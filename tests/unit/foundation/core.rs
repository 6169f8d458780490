use super::*;

#[test]
fn position_rounds_to_nearest_frame() {
    assert_eq!(FrameIndex::from_position(0.4, 10), FrameIndex(0));
    assert_eq!(FrameIndex::from_position(0.5, 10), FrameIndex(1));
    assert_eq!(FrameIndex::from_position(3.49, 10), FrameIndex(3));
    assert_eq!(FrameIndex::from_position(8.6, 10), FrameIndex(9));
}

#[test]
fn position_clamps_out_of_range() {
    assert_eq!(FrameIndex::from_position(-5.0, 4), FrameIndex(0));
    assert_eq!(FrameIndex::from_position(9.0, 4), FrameIndex(3));
    assert_eq!(FrameIndex::from_position(3.0, 4), FrameIndex(3));
}

#[test]
fn position_clamps_non_finite() {
    assert_eq!(FrameIndex::from_position(f64::NAN, 4), FrameIndex(0));
    assert_eq!(FrameIndex::from_position(f64::INFINITY, 4), FrameIndex(3));
    assert_eq!(FrameIndex::from_position(f64::NEG_INFINITY, 4), FrameIndex(0));
}

#[test]
fn empty_sequence_resolves_to_first_slot() {
    assert_eq!(FrameIndex::from_position(7.0, 0), FrameIndex(0));
}

#[test]
fn ordinal_is_one_based() {
    assert_eq!(FrameIndex(0).ordinal(), 1);
    assert_eq!(FrameIndex(6).ordinal(), 7);
}

#[test]
fn viewport_emptiness() {
    assert!(Viewport::new(0, 10).is_empty());
    assert!(Viewport::new(10, 0).is_empty());
    assert!(!Viewport::new(1, 1).is_empty());
    assert_eq!(Viewport::new(1920, 1080).size(), Size::new(1920.0, 1080.0));
}

#[test]
fn hex_colors_parse() {
    assert_eq!(Rgba8::from_hex("#00ff9d").unwrap(), Rgba8([0, 255, 157, 255]));
    assert_eq!(Rgba8::from_hex("ff4d4d80").unwrap(), Rgba8([255, 77, 77, 128]));
    assert!(Rgba8::from_hex("#fff").is_err());
    assert!(Rgba8::from_hex("#gggggg").is_err());
}

#[test]
fn colors_deserialize_from_channels_or_hex() {
    let c: Rgba8 = serde_json::from_str("[1, 2, 3, 4]").unwrap();
    assert_eq!(c, Rgba8([1, 2, 3, 4]));
    let c: Rgba8 = serde_json::from_str(r##""#0a0b0c""##).unwrap();
    assert_eq!(c, Rgba8([10, 11, 12, 255]));
    assert_eq!(serde_json::to_string(&c).unwrap(), "[10,11,12,255]");
    assert!(serde_json::from_str::<Rgba8>(r#""teal""#).is_err());
    assert!(serde_json::from_str::<Rgba8>("[1, 2, 3]").is_err());
}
= = = =
Requirement | Transcribe only the lines from the beginning of the entries to the line with "assert!(!Viewport::new(1, 1).is_empty());", inclusive, exactly as written.

Response |
filename tests/unit/foundation/core.rs
repository 6169f8d458780490
use super::*;

#[test]
fn position_rounds_to_nearest_frame() {
    assert_eq!(FrameIndex::from_position(0.4, 10), FrameIndex(0));
    assert_eq!(FrameIndex::from_position(0.5, 10), FrameIndex(1));
    assert_eq!(FrameIndex::from_position(3.49, 10), FrameIndex(3));
    assert_eq!(FrameIndex::from_position(8.6, 10), FrameIndex(9));
}

#[test]
fn position_clamps_out_of_range() {
    assert_eq!(FrameIndex::from_position(-5.0, 4), FrameIndex(0));
    assert_eq!(FrameIndex::from_position(9.0, 4), FrameIndex(3));
    assert_eq!(FrameIndex::from_position(3.0, 4), FrameIndex(3));
}

#[test]
fn position_clamps_non_finite() {
    assert_eq!(FrameIndex::from_position(f64::NAN, 4), FrameIndex(0));
    assert_eq!(FrameIndex::from_position(f64::INFINITY, 4), FrameIndex(3));
    assert_eq!(FrameIndex::from_position(f64::NEG_INFINITY, 4), FrameIndex(0));
}

#[test]
fn empty_sequence_resolves_to_first_slot() {
    assert_eq!(FrameIndex::from_position(7.0, 0), FrameIndex(0));
}

#[test]
fn ordinal_is_one_based() {
    assert_eq!(FrameIndex(0).ordinal(), 1);
    assert_eq!(FrameIndex(6).ordinal(), 7);
}

#[test]
fn viewport_emptiness() {
    assert!(Viewport::new(0, 10).is_empty());
    assert!(Viewport::new(10, 0).is_empty());
    assert!(!Viewport::new(1, 1).is_empty());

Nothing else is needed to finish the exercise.